Die Grünen sind hier gegenteiliger Ansicht und beharren auf einer Bindung des Kanzlers durch den Hauptausschuss. Für die Grünen ist das eine grundsätzliche Frage: "Das Parlament kann nicht immer nur als Bühne für die Regierung missbraucht werden, sondern muss auch ein Mitspracherecht haben."

In der Sache selbst liegen die Grünen dennoch auf einer Linie mit der ÖVP: Sie sind für die Aufnahme von Verhandlungen mit offenem Ausgang. Am Bericht der EU-Kommission schätzt Glawischnig, dass "sehr, sehr viele kritische Untertöne" enthalten seien. Nicht so viele Rechte wie dem Parlament möchte sie der Bevölkerung einräumen: Sie befürwortet eine Volksabstimmung nur im Fall eines gesamteuropäischen Referendums: "Wir sind gegen eine Abstimmung nur in Österreich."

Schmerzhaft vermisst Glawischnig auch eine öffentliche Diskussion eines Türkei-Beitritts.
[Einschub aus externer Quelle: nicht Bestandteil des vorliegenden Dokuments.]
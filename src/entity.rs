//! Word entities, the registry that owns them and the per-tick systems that
//! move them around.

use std::collections::BTreeMap;
use std::time::Duration;

use unicode_width::UnicodeWidthStr;

/// Handle for a live word. Ids grow monotonically, so ordering by id is
/// spawn order.
#[derive(Debug, Clone, Copy, PartialEq, Eq, PartialOrd, Ord, Hash)]
pub struct EntityId(pub u64);

#[derive(Debug, Clone, PartialEq)]
pub struct WordEntity {
    pub text: String,
    /// Left edge of the word, in cells
    pub x: f64,
    pub y: f64,
    /// Leftward speed in cells per second
    pub speed: f64,
}

impl WordEntity {
    pub fn width(&self) -> f64 {
        self.text.width() as f64
    }

    /// Whether the cell at (`x`, `y`) falls inside this word's text box.
    pub fn covers(&self, x: f64, y: f64) -> bool {
        y.floor() == self.y.floor() && x >= self.x.floor() && x < self.x.floor() + self.width()
    }
}

/// The player's marker in the play area.
#[derive(Debug, Clone, Copy, PartialEq)]
pub struct Avatar {
    pub x: f64,
    pub y: f64,
}

/// Size of the play area in cells.
#[derive(Debug, Clone, Copy, PartialEq)]
pub struct Arena {
    pub width: f64,
    pub height: f64,
}

impl Arena {
    pub fn new(width: f64, height: f64) -> Self {
        Self { width, height }
    }

    /// Row the avatar rests on when it is not jumping.
    pub fn ground(&self) -> f64 {
        (self.height - 1.0).max(0.0)
    }
}

impl Default for Arena {
    fn default() -> Self {
        Self::new(80.0, 20.0)
    }
}

/// Live words keyed by id.
#[derive(Debug, Default)]
pub struct Registry {
    words: BTreeMap<EntityId, WordEntity>,
    next_id: u64,
}

impl Registry {
    pub fn new() -> Self {
        Self::default()
    }

    pub fn insert(&mut self, word: WordEntity) -> EntityId {
        let id = EntityId(self.next_id);
        self.next_id += 1;
        self.words.insert(id, word);
        id
    }

    pub fn remove(&mut self, id: EntityId) -> Option<WordEntity> {
        self.words.remove(&id)
    }

    pub fn get(&self, id: EntityId) -> Option<&WordEntity> {
        self.words.get(&id)
    }

    pub fn len(&self) -> usize {
        self.words.len()
    }

    pub fn is_empty(&self) -> bool {
        self.words.is_empty()
    }

    pub fn clear(&mut self) {
        self.words.clear();
    }

    /// Live words in spawn order.
    pub fn iter(&self) -> impl Iterator<Item = (EntityId, &WordEntity)> {
        self.words.iter().map(|(id, w)| (*id, w))
    }

    /// First word, in spawn order, whose text equals `input` ignoring case.
    pub fn find_exact(&self, input: &str) -> Option<EntityId> {
        let input = input.to_lowercase();
        self.iter()
            .find(|(_, w)| w.text.to_lowercase() == input)
            .map(|(id, _)| id)
    }

    /// First word, in spawn order, starting with `prefix` ignoring case.
    pub fn find_prefix(&self, prefix: &str) -> Option<EntityId> {
        let prefix = prefix.to_lowercase();
        self.iter()
            .find(|(_, w)| w.text.to_lowercase().starts_with(&prefix))
            .map(|(id, _)| id)
    }
}

/// Moves every word left by its speed and lets the avatar fall back toward
/// the ground row.
pub fn motion(registry: &mut Registry, avatar: &mut Avatar, arena: &Arena, fall_speed: f64, dt: Duration) {
    let secs = dt.as_secs_f64();
    for word in registry.words.values_mut() {
        word.x -= word.speed * secs;
    }
    let ground = arena.ground();
    if avatar.y < ground {
        avatar.y = (avatar.y + fall_speed * secs).min(ground);
    }
}

/// Ids of words currently overlapping the avatar, in spawn order.
pub fn collisions(registry: &Registry, avatar: &Avatar) -> Vec<EntityId> {
    registry
        .iter()
        .filter(|(_, w)| w.covers(avatar.x.floor(), avatar.y))
        .map(|(id, _)| id)
        .collect()
}

/// Removes and returns words that have crossed the left edge.
pub fn misses(registry: &mut Registry) -> Vec<(EntityId, WordEntity)> {
    let gone: Vec<EntityId> = registry
        .iter()
        .filter(|(_, w)| w.x < 0.0)
        .map(|(id, _)| id)
        .collect();
    gone.into_iter()
        .filter_map(|id| registry.remove(id).map(|w| (id, w)))
        .collect()
}

#[cfg(test)]
mod tests {
    use super::*;

    fn word(text: &str, x: f64, y: f64, speed: f64) -> WordEntity {
        WordEntity {
            text: text.to_string(),
            x,
            y,
            speed,
        }
    }

    #[test]
    fn ids_follow_spawn_order() {
        let mut reg = Registry::new();
        let a = reg.insert(word("car", 10.0, 1.0, 1.0));
        let b = reg.insert(word("cat", 10.0, 2.0, 1.0));
        assert!(a < b);
        let order: Vec<_> = reg.iter().map(|(id, _)| id).collect();
        assert_eq!(order, vec![a, b]);
    }

    #[test]
    fn exact_match_ignores_case() {
        let mut reg = Registry::new();
        reg.insert(word("car", 10.0, 1.0, 1.0));
        let cat = reg.insert(word("Cat", 10.0, 2.0, 1.0));
        assert_eq!(reg.find_exact("cAT"), Some(cat));
        assert_eq!(reg.find_exact("ca"), None);
    }

    #[test]
    fn prefix_match_takes_first_spawned() {
        let mut reg = Registry::new();
        let car = reg.insert(word("car", 10.0, 1.0, 1.0));
        reg.insert(word("cat", 10.0, 2.0, 1.0));
        assert_eq!(reg.find_prefix("C"), Some(car));
        assert_eq!(reg.find_prefix("z"), None);
    }

    #[test]
    fn motion_moves_left_by_speed() {
        let mut reg = Registry::new();
        let id = reg.insert(word("dog", 50.0, 3.0, 10.0));
        let arena = Arena::new(80.0, 20.0);
        let mut avatar = Avatar { x: 40.0, y: 19.0 };
        motion(&mut reg, &mut avatar, &arena, 30.0, Duration::from_millis(500));
        assert_eq!(reg.get(id).map(|w| w.x), Some(45.0));
    }

    #[test]
    fn avatar_settles_on_ground() {
        let mut reg = Registry::new();
        let arena = Arena::new(80.0, 20.0);
        let mut avatar = Avatar { x: 40.0, y: 5.0 };
        motion(&mut reg, &mut avatar, &arena, 10.0, Duration::from_secs(1));
        assert_eq!(avatar.y, 15.0);
        motion(&mut reg, &mut avatar, &arena, 10.0, Duration::from_secs(1));
        assert_eq!(avatar.y, 19.0);
    }

    #[test]
    fn misses_remove_words_past_left_edge() {
        let mut reg = Registry::new();
        let gone = reg.insert(word("gone", -0.5, 1.0, 1.0));
        let kept = reg.insert(word("kept", 0.0, 1.0, 1.0));
        let missed = misses(&mut reg);
        assert_eq!(missed.len(), 1);
        assert_eq!(missed[0].0, gone);
        assert!(reg.get(kept).is_some());
        assert_eq!(reg.len(), 1);
    }

    #[test]
    fn collision_uses_text_box() {
        let mut reg = Registry::new();
        let hit = reg.insert(word("apple", 10.0, 4.0, 1.0));
        reg.insert(word("pear", 10.0, 6.0, 1.0));
        let avatar = Avatar { x: 12.3, y: 4.6 };
        assert_eq!(collisions(&reg, &avatar), vec![hit]);
        let avatar = Avatar { x: 15.0, y: 4.0 };
        assert!(collisions(&reg, &avatar).is_empty());
    }
}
Dass hier die Vorteile nicht mehr erklärt werden, ist für Glawischnig "schon eine gewisse Führungsschwäche."

"Beschämend" ist für sie, was sich derzeit in der heimischen Flüchtlingspolitik abspielt. Selbst wenn die Radikalmaßnahmen von Innenminister Strasser nun Bewegung in die Suche nach Flüchtlingsquartieren (siehe Seite 9) gebracht habe, sei das doch "keine dauerhafte Lösung". "Die Forderung der Grünen nach einer fixen Bundesbetreuung für Flüchtlinge bleibt daher aufrecht".

Nicht festlegen lassen will sich die Grüne Spitzenpolitikerin bei inhaltlichen Fragen im Falle einer Regierungsbeteiligung nach den nächsten Nationalratswahlen. Nur eines sei klar: "Mehr für alle zu fordern", werde es mit den Grünen nicht geben, Budgetdisziplin habe für die Grünen Priorität. Umso unverständlicher ist für sie, dass Finanzminister Grasser beim Budget 2005 mit einem Defizit von fast 6 Mrd Euro diesen Weg verlassen habe. Noch dazu, wo völlig unklar sei, wo 4 dieser 6 Mrd. geblieben seien.

Leicht fällt Glawischnig dagegen die Antwort auf ihre persönliche Wahl zwischen US-Präsident George W. Bush und seinem Herausforderer John Kerry: "Wehe, wenn es den Demokraten wieder gelingt, gegen Bush zu verlieren!" Mit Kerry, so ist sie überzeugt, könne es nur besser werden.